I am curious how much effort goes into creating and maintaining unit tests and fuzzing tests. Sometimes it takes longer / more lines of code to write thorough tests than it does to implement the core feature.
At that point, is it worth the time invested? Every new feature can take 2-3 times longer to deliver due to adding tests.
In the case of curl, the cost/benefit analysis is probably skewed by it being deployed on a massive scale, such that any bugs in curl have an unusually large impact. If your company's in-house CRM has an exploitable bug, that's bad but the impact is just your company. If libcurl has an exploitable bug, that's millions of devices affected.
Code that isn't tested, isn't done. Tests not only verify the expectations, but also prevent future regression. Fuzzing is essential for code that accepts external inputs. Heartbleed was discoverable with a fuzzer.
>Code that isn't tested, isn't done. Tests not only verify the expectations, but also prevent future regression
A few weeks ago someone at the company implemented a feature without tests. It worked perfectly, everyone was happy. A release of another new feature by a different team a few days later broke the previous feature :)
True but cURL is in a very different situation compared to your average run-of-the-mill program. It's one of the most massively deployed open-source software out there. When you are not beholden to capricious shareholders and incompetent managers you can actually focus on quality.
For libraries, tools, and frameworks, testing is crucial as it ensures that the code relying on them can address the issue at hand. Code can only be as reliable as what it's leaning on. So, to answer your question, a lot of time.
In a business-oriented project(at most jobs), code may undergo frequent changes due to requests from business, thus too much focus on testing could potentially slowing down development speed if extensive testing is implemented for each change.
However, regression tests can still provide valuable insights and allow for faster development later in the life of the project.
While many projects only focus on happy path testing, the use of such tests might not be as high. Coupling them with Negative Testing, and even better, implementing boundary testing, compels developers to consider both valid and invalid inputs, helping to identify and address potential edge cases before they become bugs or security issues in production.
For instance, this [0] codebase has more tests than actual code, including fuzzing tests.
There's a tradeoff for sure, but to fully evaluate that tradeoff you must also take into account the future time spent on the code base, including the amount of time needed to debug future features, adopt a new build environment, allow new team members to muck around and see what does and does not work...
If it's a small project that won't be extended much, then perhaps then re-runnable unit tests may not make the bar as a net positive tradeoff. But some time must still be spent testing the code, even if it's not tests that are written in code.
It depends on how risk tolerant you are. If you are at a startup, the growth of your startup is often largely dependent on how quickly you can add features / onboard customers. In that context, writing tests not only slows you down from adding new features, it might make it harder to modify existing features. In addition, early customers also tend to be accepting of small bugs -- they themselves already have "taken a risk" in trusting an early startup. So testing is not really valuable -- you want to remain agile, and you won't lose much money because of a bug.

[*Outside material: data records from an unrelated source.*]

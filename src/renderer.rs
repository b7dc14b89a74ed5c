use crate::config::{Dimension, LayoutConfig};
use crate::layout::{LayoutError, Viewport, VisualGraph, derive_visual_graph};
use crate::render::{Layer, LayerStack, Overlay};
use crate::store::{EditorState, Revisions, Store};
use crate::surface::DrawingSurface;
use crate::theme::Theme;
use thiserror::Error;

const RATIO_EPSILON: f32 = 1e-3;

#[derive(Debug, Clone, PartialEq, Error)]
pub enum RendererError {
    #[error("drawing surface {surface_id:?} is not available")]
    SurfaceUnavailable { surface_id: String },
    #[error("invalid canvas size {width}x{height}")]
    InvalidSize { width: f32, height: f32 },
}

/// Environment the renderer is mounted into.
pub trait RenderHost {
    type Surface: DrawingSurface;

    /// Size of the containing element, used to resolve percentages.
    fn container_size(&self) -> (f32, f32);

    fn device_pixel_ratio(&self) -> f32 {
        1.0
    }

    fn acquire_surface(&mut self, surface_id: &str) -> Option<Self::Surface>;
}

#[derive(Debug, Clone, Copy, PartialEq)]
pub struct RendererOptions {
    pub width: Dimension,
    pub height: Dimension,
}

impl Default for RendererOptions {
    fn default() -> Self {
        Self {
            width: Dimension::Percent(100.0),
            height: Dimension::Percent(100.0),
        }
    }
}

/// Owns the drawing surface and the last derived visual graph.
///
/// Derivation is memoised on the store revisions; every `render` call
/// redraws.
#[derive(Debug)]
pub struct Renderer<S: DrawingSurface> {
    surface: S,
    theme: Theme,
    config: LayoutConfig,
    layers: LayerStack,
    logical_size: (f32, f32),
    pixel_ratio: f32,
    visual: Option<VisualGraph>,
    derived_at: Option<Revisions>,
    derivations: usize,
    last_error: Option<LayoutError>,
}

pub fn create_renderer<H: RenderHost>(
    host: &mut H,
    surface_id: &str,
    store: &Store,
    options: RendererOptions,
    theme: &Theme,
    config: &LayoutConfig,
) -> Result<Renderer<H::Surface>, RendererError> {
    let Some(mut surface) = host.acquire_surface(surface_id) else {
        return Err(RendererError::SurfaceUnavailable {
            surface_id: surface_id.to_string(),
        });
    };

    let (container_w, container_h) = host.container_size();
    let width = options.width.resolve(container_w);
    let height = options.height.resolve(container_h);
    if !(width.is_finite() && height.is_finite() && width > 0.0 && height > 0.0) {
        return Err(RendererError::InvalidSize { width, height });
    }

    let backing = surface.backing_store_ratio();
    let device = host.device_pixel_ratio();
    let ratio = if backing > 0.0 && device > 0.0 {
        device / backing
    } else {
        1.0
    };
    if (ratio - 1.0).abs() > RATIO_EPSILON {
        surface.resize((width * ratio).ceil() as u32, (height * ratio).ceil() as u32);
        surface.scale(ratio, ratio);
    } else {
        surface.resize(width.ceil() as u32, height.ceil() as u32);
    }
    tracing::info!(surface_id, width, height, ratio, "renderer created");

    let mut layers = LayerStack::standard();
    layers.register(Layer::Marquee);

    let mut renderer = Renderer {
        surface,
        theme: theme.clone(),
        config: config.clone(),
        layers,
        logical_size: (width, height),
        pixel_ratio: ratio,
        visual: None,
        derived_at: None,
        derivations: 0,
        last_error: None,
    };
    renderer.render(store.state(), store.revisions());
    Ok(renderer)
}

impl<S: DrawingSurface> Renderer<S> {
    /// Re-derive if the revisions moved, then redraw.
    pub fn render(&mut self, state: &EditorState, revisions: Revisions) {
        if self.derived_at != Some(revisions) {
            self.derive(state, revisions);
        }
        let Some(visual) = &self.visual else {
            return;
        };
        let viewport = Viewport {
            width: self.logical_size.0,
            height: self.logical_size.1,
            ..state.viewport
        };
        let overlay = Overlay {
            marquee: state.marquee,
        };
        visual.draw_layers(&mut self.surface, &viewport, &self.theme, &self.layers, &overlay);
    }

    fn derive(&mut self, state: &EditorState, revisions: Revisions) {
        match derive_visual_graph(
            &state.graph,
            &state.selection,
            &state.assets,
            &mut self.surface,
            &self.theme,
            &self.config,
        ) {
            Ok(visual) => {
                self.visual = Some(visual);
                self.last_error = None;
                self.derivations += 1;
            }
            Err(err) => {
                tracing::error!(id = err.offending_id(), error = %err, "derivation failed, keeping previous frame");
                self.last_error = Some(err);
            }
        }
        self.derived_at = Some(revisions);
    }

    /// Change the logical size. The surface keeps its base scale.
    pub fn resize(&mut self, width: f32, height: f32) {
        let width = width.max(1.0);
        let height = height.max(1.0);
        self.logical_size = (width, height);
        self.surface.resize(
            (width * self.pixel_ratio).ceil() as u32,
            (height * self.pixel_ratio).ceil() as u32,
        );
    }

    pub fn visual(&self) -> Option<&VisualGraph> {
        self.visual.as_ref()
    }

    pub fn last_error(&self) -> Option<&LayoutError> {
        self.last_error.as_ref()
    }

    pub fn surface(&self) -> &S {
        &self.surface
    }

    pub fn surface_mut(&mut self) -> &mut S {
        &mut self.surface
    }

    pub fn logical_size(&self) -> (f32, f32) {
        self.logical_size
    }

    pub fn pixel_ratio(&self) -> f32 {
        self.pixel_ratio
    }

    /// Number of successful derivation passes so far.
    pub fn derivations(&self) -> usize {
        self.derivations
    }

    pub fn layers_mut(&mut self) -> &mut LayerStack {
        &mut self.layers
    }
}

#[cfg(test)]
mod tests {
    use super::*;
    use crate::geometry::Point;
    use crate::ir::LogicalGraph;
    use crate::surface::{DrawCommand, RecordingSurface};

    struct TestHost {
        container: (f32, f32),
        dpr: f32,
        surface: Option<RecordingSurface>,
    }

    impl RenderHost for TestHost {
        type Surface = RecordingSurface;

        fn container_size(&self) -> (f32, f32) {
            self.container
        }

        fn device_pixel_ratio(&self) -> f32 {
            self.dpr
        }

        fn acquire_surface(&mut self, _surface_id: &str) -> Option<RecordingSurface> {
            self.surface.take()
        }
    }

    fn store() -> Store {
        let mut graph = LogicalGraph::new();
        graph.add_node("a", Point::new(0.0, 0.0), "A");
        Store::new(EditorState::new(graph, 400.0, 300.0))
    }

    #[test]
    fn missing_surface_is_an_error() {
        let mut host = TestHost {
            container: (400.0, 300.0),
            dpr: 1.0,
            surface: None,
        };
        let err = create_renderer(
            &mut host,
            "canvas",
            &store(),
            RendererOptions::default(),
            &Theme::classic(),
            &LayoutConfig::default(),
        )
        .unwrap_err();
        assert_eq!(
            err,
            RendererError::SurfaceUnavailable {
                surface_id: "canvas".to_string()
            }
        );
    }

    #[test]
    fn high_density_display_scales_backing_store_once() {
        let mut host = TestHost {
            container: (400.0, 300.0),
            dpr: 2.0,
            surface: Some(RecordingSurface::new()),
        };
        let options = RendererOptions {
            width: Dimension::Percent(50.0),
            height: Dimension::Pixels(150.5),
        };
        let renderer = create_renderer(
            &mut host,
            "canvas",
            &store(),
            options,
            &Theme::classic(),
            &LayoutConfig::default(),
        )
        .unwrap();
        assert_eq!(renderer.logical_size(), (200.0, 150.5));
        assert_eq!(renderer.surface().size(), (400, 301));
        let scales = renderer
            .surface()
            .commands()
            .iter()
            .filter(|cmd| matches!(cmd, DrawCommand::Scale(sx, _) if *sx == 2.0))
            .count();
        assert_eq!(scales, 1);
        assert_eq!(renderer.derivations(), 1);
    }

    #[test]
    fn unchanged_revisions_skip_derivation() {
        let mut host = TestHost {
            container: (400.0, 300.0),
            dpr: 1.0,
            surface: Some(RecordingSurface::new()),
        };
        let store = store();
        let mut renderer = create_renderer(
            &mut host,
            "canvas",
            &store,
            RendererOptions::default(),
            &Theme::classic(),
            &LayoutConfig::default(),
        )
        .unwrap();
        renderer.render(store.state(), store.revisions());
        assert_eq!(renderer.derivations(), 1);
    }
}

On the other hand, if you are Google, you already have found a money-printing firehose, and you /don't/ want to take on any additional unnecessary risk. Any new code needs to /not/ break existing functionality -- if it does, you might lose out of millions of revenue. In addition, your product becomes so large that it is impossible to manually test every feature. In this case, tests actually help you move /faster/ because they help you at scale automatically ensure that a change does not break anything.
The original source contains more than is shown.